A Dalgliesh no le sorprendió que el pueblo ya supiera que la puerta del laboratorio no había sido forzada. Seguramente, algún miembro del personal, con la excusa de telefonear a casa para avisar que no iría a comer, y deseoso de ser el primero en difundir las emocionantes noticias, se había mostrado menos que discreto. Pero carecía de sentido tratar de identificar al culpable. Según su experiencia, en una comunidad rural las noticias se extendían por una especie de osmosis verbal, y muy atrevido tenía que ser el hombre que quisiera controlar o impedir esta misteriosa difusión. La señora Swaffield, como cualquier esposa de párroco digna de este nombre, había sido una de las primeras en enterarse. Dalgliesh comentó:

—Es una lástima que la señorita Foley y su tío no parezcan llevarse bien. Si el señor Lorrimer quisiera irse a vivir temporalmente con ella, eso al menos resolvería su problema más inmediato. Tengo entendido que ella estaba aquí con una amiga cuando ha llegado usted por la mañana, ¿no es cierto?

—Sí, las dos. El doctor Howarth vino con Ángela para dar la noticia, lo que me parece muy atento por su parte, y luego la dejó aquí cuando regresó al laboratorio. No quería faltar mucho tiempo de allí, por supuesto. Creo que Ángela telefoneó a su amiga, y ésta vino enseguida. Luego llegó el agente y, al cabo de un ratito, vine yo. Estando yo aquí, no hacía falta que se quedaran Ángela y la señorita Mawson, y el doctor Howarth deseaba que todo el mundo estuviera en el laboratorio para cuando usted llegara.

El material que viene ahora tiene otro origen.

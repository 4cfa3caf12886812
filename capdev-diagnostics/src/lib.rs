//! # capdev diagnostics
//!
//! Debugging tools for capdev: structured logging setup and serializable
//! snapshots of enumerated device catalogs.

#![deny(missing_docs)]
#![warn(clippy::all)]

pub mod catalog_report;
pub mod debug_logger;
pub mod error;

// Re-export main types
pub use catalog_report::{CatalogReport, CatalogSummary, DeviceReport};
pub use debug_logger::{DebugLogger, DEBUG_FILTER, DEFAULT_FILTER};
pub use error::{DiagnosticsError, DiagnosticsResult};
impl PipelineHandle {
    fn new(framework: Arc<dyn MediaFramework>, graph: GraphId) -> Self {
        Self {
            id: Uuid::new_v4(),
            framework,
            graph,
            video: None,
            audio: None,
            connections: Vec::new(),
            video_dispatcher: None,
            audio_dispatcher: None,
            running: false,
        }
    }

    /// Identifier used in log lines
    pub fn id(&self) -> Uuid {
        self.id
    }

    /// Whether the host is delivering samples
    pub fn is_running(&self) -> bool {
        self.running
    }

    fn replace_source(&mut self, stream: StreamKind, source: SourceFilter) {
        let previous = match stream {
            StreamKind::Video => self.video.replace(source),
            StreamKind::Audio => self.audio.replace(source),
        };
        if let Some(previous) = previous {
            self.discard(previous);
        }
    }

    fn discard(&mut self, source: SourceFilter) {
        let sharer = self
            .video
            .iter_mut()
            .chain(self.audio.iter_mut())
            .find(|other| other.filter == source.filter);
        match sharer {
            Some(other) => other.owned |= source.owned,
            None if source.owned => {
                self.framework.remove_filter(self.graph, source.filter);
                self.framework.release(source.filter);
            }
            None => {}
        }
    }

    fn activate(&self, video: Option<&ResolvedVideoConfig>, audio: Option<&ResolvedAudioConfig>) {
        if let (Some(dispatcher), Some(config)) = (&self.video_dispatcher, video) {
            dispatcher.activate(config.clone());
        }
        if let (Some(dispatcher), Some(config)) = (&self.audio_dispatcher, audio) {
            dispatcher.activate(config.clone());
        }
    }

    fn deactivate(&self) {
        if let Some(dispatcher) = &self.video_dispatcher {
            dispatcher.deactivate();
        }
        if let Some(dispatcher) = &self.audio_dispatcher {
            dispatcher.deactivate();
        }
    }

    fn halt(&mut self) {
        self.deactivate();
        if self.running {
            self.framework.stop(self.graph);
            self.running = false;
        }
    }
}

impl Drop for PipelineHandle {
    fn drop(&mut self) {
        self.halt();
        for connection in self.connections.drain(..) {
            self.framework.disconnect(self.graph, connection);
        }
        if let Some(video) = self.video.take() {
            self.discard(video);
        }
        if let Some(audio) = self.audio.take() {
            self.discard(audio);
        }
        self.framework.destroy_graph(self.graph);
        debug!("Pipeline {} torn down", self.id);
    }
}

/// Lifecycle state machine of one capture pipeline
pub struct CaptureGraph {
    framework: Arc<dyn MediaFramework>,
    enumerator: DeviceEnumerator,
    state: GraphState,
    pipeline: Option<PipelineHandle>,
    video: Option<ResolvedVideoConfig>,
    audio: Option<ResolvedAudioConfig>,
    video_callback: Option<VideoCallback>,
    audio_callback: Option<AudioCallback>,
}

—¿Y no hay otros parientes o amigos íntimos, que usted sepa?

—Creo que no. Llevaban una vida muy recogida. El anciano señor Lorrimer no viene a la iglesia ni participa en los asuntos del pueblo, de modo que Simón y yo no hemos llegado a conocerle bien. Ya sé que mucha gente espera que el párroco vaya por ahí llamando a las puertas y sacando a la gente a rastras, pero Simón no cree que eso haga ningún bien, y debo decir que estoy de acuerdo con él. El doctor Lorrimer, naturalmente, iba a St. Mary, en Guy’s Marsh. Quizás el padre Gregory pueda decirle algo de él, aunque no creo que desempeñara un papel muy activo en la vida eclesiástica. Solía recoger a la señorita Willard de la Vieja Rectoría y la llevaba en su coche. Tal vez valga la pena tener unas palabras con ella, pero me parece improbable que tuvieran mucho trato. Me da la impresión de que la acompañaba a la iglesia porque se lo sugirió el padre Gregory, más que por una inclinación personal. Es una mujer extraña, diría yo, y no me parece muy apta para cuidar de unos niños. Pero aquí baja por fin el que ustedes han venido a ver.

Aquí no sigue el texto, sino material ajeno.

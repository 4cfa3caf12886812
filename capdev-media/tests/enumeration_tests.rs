//! Integration tests for device enumeration
//!
//! Covers quirk handling, exception pins, location resolution and the
//! skipping of devices that cannot be inspected.

use capdev_core::*;
use capdev_media::*;
use std::sync::Arc;

const CAMERA_PATH: &str =
    r"\\?\usb#vid_046d&pid_0825&mi_00#6&2b8a6e6b&0&0000#{65e8773d-8f56-11d0-a3b9-00a0c9223196}\global";
const TWIN_PATH: &str =
    r"\\?\usb#vid_046d&pid_0825&mi_00#6&11111111&0&0000#{65e8773d-8f56-11d0-a3b9-00a0c9223196}\global";
const C875_PATH: &str = r"\\?\usb#vid_07ca&pid_0875#5&1a2b3c4d&0&2#{65e8773d-8f56-11d0-a3b9-00a0c9223196}\global";

fn webcam_caps() -> Vec<VideoCapabilitySet> {
    vec![
        VideoCapabilitySet {
            min_width: 160,
            max_width: 1920,
            width_step: 8,
            min_height: 120,
            max_height: 1080,
            height_step: 8,
            min_frame_interval: 333_333,
            max_frame_interval: 2_000_000,
            format: VideoFormat::MJPEG,
        },
        VideoCapabilitySet {
            min_width: 640,
            max_width: 1280,
            width_step: 1,
            min_height: 480,
            max_height: 720,
            height_step: 1,
            min_frame_interval: 333_333,
            max_frame_interval: 2_000_000,
            format: VideoFormat::YUY2,
        },
    ]
}

fn enumerator(host: &Arc<SimulatedHost>) -> DeviceEnumerator {
    DeviceEnumerator::new(host.clone(), host.clone())
}

// ============================================================================
// CATALOG CONTENT TESTS
// ============================================================================

#[test]
fn test_webcam_and_c875_catalog() {
    let host = Arc::new(SimulatedHost::with_devices(vec![
        SimulatedDevice::camera("HD Pro Webcam C920", CAMERA_PATH, webcam_caps()),
        // The C875 reports bogus raw modes; the quirk table knows better
        SimulatedDevice::camera("AVerMedia HD Capture C875", C875_PATH, webcam_caps()),
    ]));

    let devices = enumerator(&host).video_devices().unwrap();
    assert_eq!(devices.len(), 2);

    let webcam = &devices[0];
    assert_eq!(webcam.name(), "HD Pro Webcam C920");
    assert_eq!(webcam.capabilities, webcam_caps());
    assert!(!webcam.has_attached_audio);

    let c875 = &devices[1];
    assert_eq!(c875.name(), "AVerMedia HD Capture C875");
    assert_eq!(c875.path(), C875_PATH);
    assert_eq!(
        c875.capabilities,
        vec![VideoCapabilitySet::fixed(1920, 1080, 166_833, VideoFormat::H264)]
    );
    assert!(c875.has_attached_audio);
    assert!(!c875.audio_is_separate_filter);

    // Inspection never leaks filter objects
    assert_eq!(host.live_filters(), 0);
}

#[test]
fn test_enumeration_is_idempotent() {
    let host = Arc::new(SimulatedHost::with_devices(vec![
        SimulatedDevice::camera("HD Pro Webcam C920", CAMERA_PATH, webcam_caps()),
        SimulatedDevice::encoded("Roxio Video Capture USB", "roxio#1", "TS Out"),
    ]));
    let enumerator = enumerator(&host);

    let first = enumerator.video_devices().unwrap();
    let second = enumerator.video_devices().unwrap();
    assert_eq!(first, second);
}

#[test]
fn test_hotplug_shows_on_next_call() {
    let host = Arc::new(SimulatedHost::new());
    let enumerator = enumerator(&host);
    assert!(enumerator.video_devices().unwrap().is_empty());

    host.plug(SimulatedDevice::camera("HD Pro Webcam C920", CAMERA_PATH, webcam_caps()));
    assert_eq!(enumerator.video_devices().unwrap().len(), 1);

    host.unplug(CAMERA_PATH);
    assert!(enumerator.video_devices().unwrap().is_empty());
}

// ============================================================================
// QUIRK TESTS
// ============================================================================

#[test]
fn test_name_quirk_wins_over_exception_pin() {
    let host = Arc::new(SimulatedHost::with_devices(vec![SimulatedDevice::encoded(
        "Hauppauge HD PVR Capture Device",
        "hdpvr#1",
        "TS Out",
    )]));

    let devices = enumerator(&host).video_devices().unwrap();
    assert_eq!(devices.len(), 1);
    let caps = &devices[0].capabilities[0];
    assert_eq!(caps.format, VideoFormat::H264);
    assert_eq!(caps.min_frame_interval, 333_667);
}

#[test]
fn test_exception_pins_identify_encoded_devices() {
    let host = Arc::new(SimulatedHost::with_devices(vec![
        SimulatedDevice::encoded("Hauppauge HD PVR 2", "hdpvr2#1", "656"),
        SimulatedDevice::encoded("Roxio Video Capture USB", "roxio#1", "TS Out"),
        SimulatedDevice::encoded("Mystery Box", "mystery#1", "Analog Out"),
    ]));

    let devices = enumerator(&host).video_devices().unwrap();
    let names: Vec<_> = devices.iter().map(|d| d.name()).collect();
    assert_eq!(names, vec!["Hauppauge HD PVR 2", "Roxio Video Capture USB"]);
    for device in &devices {
        assert_eq!(
            device.capabilities,
            vec![VideoCapabilitySet::fixed(1920, 1080, 166_833, VideoFormat::H264)]
        );
        assert!(device.has_attached_audio);
    }
}

#[test]
fn test_quirks_can_be_disabled() {
    let host = Arc::new(SimulatedHost::with_devices(vec![SimulatedDevice::camera(
        "AVerMedia HD Capture C875",
        C875_PATH,
        webcam_caps(),
    )]));

    let devices = enumerator(&host)
        .with_quirks(QuirkTable::empty())
        .video_devices()
        .unwrap();
    assert_eq!(devices[0].capabilities, webcam_caps());
}

// ============================================================================
// AUDIO ATTACHMENT TESTS
// ============================================================================

#[test]
fn test_audio_attachment_flags() {
    let host = Arc::new(SimulatedHost::with_devices(vec![
        SimulatedDevice::camera("Camera With Mic", "cam#mic", webcam_caps())
            .with_audio_pin(vec![AudioCapabilitySet::fixed(2, 48_000, AudioFormat::Wave16bit)]),
        SimulatedDevice::camera("Capture Card", "card#1", webcam_caps()),
        SimulatedDevice::microphone(
            "Capture Card Audio",
            "card#audio",
            vec![AudioCapabilitySet::fixed(2, 48_000, AudioFormat::Wave16bit)],
        )
        .sibling_of("card#1"),
        SimulatedDevice::camera("Pathless Camera", "", webcam_caps()),
    ]));

    let devices = enumerator(&host).video_devices().unwrap();
    assert_eq!(devices.len(), 3);

    assert!(devices[0].has_attached_audio);
    assert!(!devices[0].audio_is_separate_filter);

    assert!(devices[1].has_attached_audio);
    assert!(devices[1].audio_is_separate_filter);

    assert!(!devices[2].has_attached_audio);
    assert!(!devices[2].audio_is_separate_filter);
}

#[test]
fn test_audio_catalog() {
    let host = Arc::new(SimulatedHost::with_devices(vec![
        SimulatedDevice::microphone(
            "Microphone",
            "mic#1",
            vec![
                AudioCapabilitySet::fixed(1, 44_100, AudioFormat::Wave16bit),
                // Zero granularity is dropped, the device is kept
                AudioCapabilitySet {
                    channels_step: 0,
                    ..AudioCapabilitySet::fixed(2, 48_000, AudioFormat::Wave16bit)
                },
            ],
        ),
        SimulatedDevice::camera("Camera", "cam#1", webcam_caps()),
    ]));

    let devices = enumerator(&host).audio_devices().unwrap();
    assert_eq!(devices.len(), 1);
    assert_eq!(devices[0].name(), "Microphone");
    assert_eq!(devices[0].capabilities.len(), 1);
}

// ============================================================================
// FAILURE HANDLING TESTS
// ============================================================================

#[test]
fn test_unreadable_devices_are_skipped() {
    let mut inverted = webcam_caps();
    inverted[0].min_width = 4000;

    let host = Arc::new(SimulatedHost::with_devices(vec![
        SimulatedDevice::camera("Broken Driver", "broken#1", webcam_caps()).unreadable(),
        SimulatedDevice::camera("Flaky Caps", "flaky#1", webcam_caps()).caps_unreadable(),
        SimulatedDevice::camera("No Modes", "empty#1", Vec::new()),
        SimulatedDevice::camera("Half Valid", "half#1", inverted),
        SimulatedDevice::camera("HD Pro Webcam C920", CAMERA_PATH, webcam_caps()),
    ]));

    let devices = enumerator(&host).video_devices().unwrap();
    let names: Vec<_> = devices.iter().map(|d| d.name()).collect();
    assert_eq!(names, vec!["No Modes", "Half Valid", "HD Pro Webcam C920"]);

    assert!(devices[0].is_unusable());
    assert_eq!(devices[1].capabilities.len(), 1);
    assert_eq!(host.live_filters(), 0);
}

#[test]
fn test_category_walk_failure_is_reported() {
    let host = Arc::new(SimulatedHost::with_devices(vec![SimulatedDevice::camera(
        "HD Pro Webcam C920",
        CAMERA_PATH,
        webcam_caps(),
    )]));
    host.fail(Fault::EnumerateVideo);

    let err = enumerator(&host).video_devices().unwrap_err();
    assert!(matches!(err, CaptureError::DeviceEnumerationFailed { .. }));
    assert_eq!(err.category(), ErrorCategory::Device);

    // The audio walk is independent
    assert!(enumerator(&host).audio_devices().unwrap().is_empty());
}

// ============================================================================
// LOCATION TESTS
// ============================================================================

fn twin_host() -> Arc<SimulatedHost> {
    let host = Arc::new(SimulatedHost::with_devices(vec![
        SimulatedDevice::camera("HD Pro Webcam C920", CAMERA_PATH, webcam_caps()),
        SimulatedDevice::camera("HD Pro Webcam C920", TWIN_PATH, webcam_caps()),
    ]));
    host.set_instance_records(vec![
        InstanceRecord::new(
            r"USB\VID_046D&PID_0825&MI_00\6&11111111&0&0000",
            "0000.0014.0000.011.000.000.000.000.000",
        ),
        InstanceRecord {
            instance_id: None,
            location: Some("unreadable".to_string()),
        },
        InstanceRecord::new(
            r"USB\VID_046D&PID_0825&MI_00\6&2B8A6E6B&0&0000",
            "0000.0014.0000.002.002.000.000.000.000",
        ),
    ]);
    host
}

#[test]
fn test_identical_models_get_distinct_locations() {
    let host = twin_host();
    let devices = enumerator(&host).video_devices().unwrap();

    assert_eq!(
        devices[0].location_id.as_deref(),
        Some("0000.0014.0000.002.002.000.000.000.000")
    );
    assert_eq!(
        devices[1].location_id.as_deref(),
        Some("0000.0014.0000.011.000.000.000.000.000")
    );

    let chosen = select_device(
        &devices,
        &DeviceId::new("HD Pro Webcam C920", ""),
        Some("0000.0014.0000.011.000.000.000.000.000"),
    )
    .unwrap();
    assert_eq!(chosen.path(), TWIN_PATH);
}

#[test]
fn test_missing_location_is_not_an_error() {
    let host = twin_host();

    let disabled = enumerator(&host)
        .with_location_resolution(false)
        .video_devices()
        .unwrap();
    assert!(disabled.iter().all(|d| d.location_id.is_none()));

    host.fail(Fault::Registry);
    let unavailable = enumerator(&host).video_devices().unwrap();
    assert_eq!(unavailable.len(), 2);
    assert!(unavailable.iter().all(|d| d.location_id.is_none()));
}

#[test]
fn test_saved_location_falls_back_to_path_without_registry() {
    let host = twin_host();
    host.fail(Fault::Registry);
    let mut device = Device::simulated(host.clone());

    let request = RequestedVideoConfig::new(1280, 720)
        .with_fps(30.0)
        .with_device(DeviceId::new("HD Pro Webcam C920", TWIN_PATH))
        .with_location("0000.0014.0000.011.000.000.000.000.000");

    let resolved = device.resolve_video(&request).unwrap();
    assert_eq!(resolved.negotiated.unwrap().width, 1280);

    device.create_graph().unwrap();
    device.set_video_config(resolved).unwrap();
    assert_eq!(device.video_device_id().unwrap().path, TWIN_PATH);
}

La muerte, pensó Dalgliesh, destruye los parecidos familiares del mismo modo que la personalidad; no existe afinidad entre los vivos y los muertos. El hombre que entró en la habitación, arrastrando ligeramente los pies, pero aún erguido, había sido otrora tan alto como su hijo, y los escasos cabellos grises cepillados hacia atrás desde la despejada frente todavía mostraban restos del negro que antaño lucían; los acuosos ojos, hundidos bajo arrugados párpados, eran igual de oscuros. Pero no se veía ningún parentesco con aquel cuerpo rígido tendido en el suelo del laboratorio. La muerte, al separarlos para siempre, les había robado incluso el parecido.

La señora Swaffield hizo las presentaciones con voz de resuelto aliento, como si todos se hubieran vuelto sordos de pronto. Acto seguido, se desvaneció discretamente, musitando algo acerca de la sopa y la cocina. Massingham se incorporó automáticamente para ayudar al anciano a tomar asiento, pero el señor Lorrimer lo apartó de su lado con un rígido y cortante ademán.

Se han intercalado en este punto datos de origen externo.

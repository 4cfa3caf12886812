//! Capture graph lifecycle states

use serde::{Deserialize, Serialize};
use std::fmt;

/// Lifecycle state of a capture graph
///
/// Normal transitions only move forward; `stop` returns a started graph to
/// `Connected`, and reset/shutdown return to `Uninitialized` from anywhere.
#[derive(Debug, Clone, Copy, PartialEq, Eq, Hash, Serialize, Deserialize)]
pub enum GraphState {
    /// No native graph exists
    Uninitialized,
    /// Graph objects allocated, no source configured
    Built,
    /// At least one source filter added and configured
    Configured,
    /// Sources wired to their sinks
    Connected,
    /// Samples are being delivered
    Started,
}

impl fmt::Display for GraphState {
    fn fmt(&self, f: &mut fmt::Formatter<'_>) -> fmt::Result {
        let name = match self {
            GraphState::Uninitialized => "uninitialized",
            GraphState::Built => "built",
            GraphState::Configured => "configured",
            GraphState::Connected => "connected",
            GraphState::Started => "started",
        };
        f.write_str(name)
    }
}

/// Media stream handled by the graph
#[derive(Debug, Clone, Copy, PartialEq, Eq, Hash, Serialize, Deserialize)]
pub enum StreamKind {
    /// Video samples
    Video,
    /// Audio samples
    Audio,
}

impl fmt::Display for StreamKind {
    fn fmt(&self, f: &mut fmt::Formatter<'_>) -> fmt::Result {
        match self {
            StreamKind::Video => f.write_str("video"),
            StreamKind::Audio => f.write_str("audio"),
        }
    }
}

Poco a poco, tras una vacilación inicial, como si la salita le resultara desconocida, se acomodó en el que obviamente era su lugar de costumbre, el raído sillón de respaldo alto situado a la derecha del fuego, desde donde dirigió una sostenida mirada a Dalgliesh.

Sentado allí, tieso como un palo, con su mal cortado y anticuado traje azul oscuro, que olía intensamente a naftalina y colgaba fláccidamente sobre sus enjutos huesos, parecía patético y casi grotesco, pero no desprovisto de dignidad. Dalgliesh trató de imaginar por qué se había molestado en cambiarse. ¿Era acaso un gesto de respeto hacia su hijo, la necesidad de formalizar la pena o un inquieto impulso de encontrar algo que hacer? ¿Era quizás una especie de atávica creencia en que la autoridad estaba a punto de llegar y era necesario propiciarla mediante una demostración externa de deferencia? Dalgliesh recordó los funerales de un joven agente detective muerto en acto de servicio. Lo que le había resultado casi insoportablemente patético no había sido la sonora belleza del entierro, ni siquiera la presencia de los hijos pequeños que avanzaban cogidos de la mano con solemnidad tras el ataúd de su padre. Había sido la recepción que siguió al entierro, en la pequeña casa del policía; la excelente comida casera y las bebidas que su viuda, que apenas podía costearlas, había dispuesto para refresco de los colegas y amigos de su esposo. Tal vez en aquellos momentos le había proporcionado consuelo, o la solazaba en el recuerdo. Tal vez el anciano señor Lorrimer, de igual manera, se sentía mejor porque se había sometido a esa molestia.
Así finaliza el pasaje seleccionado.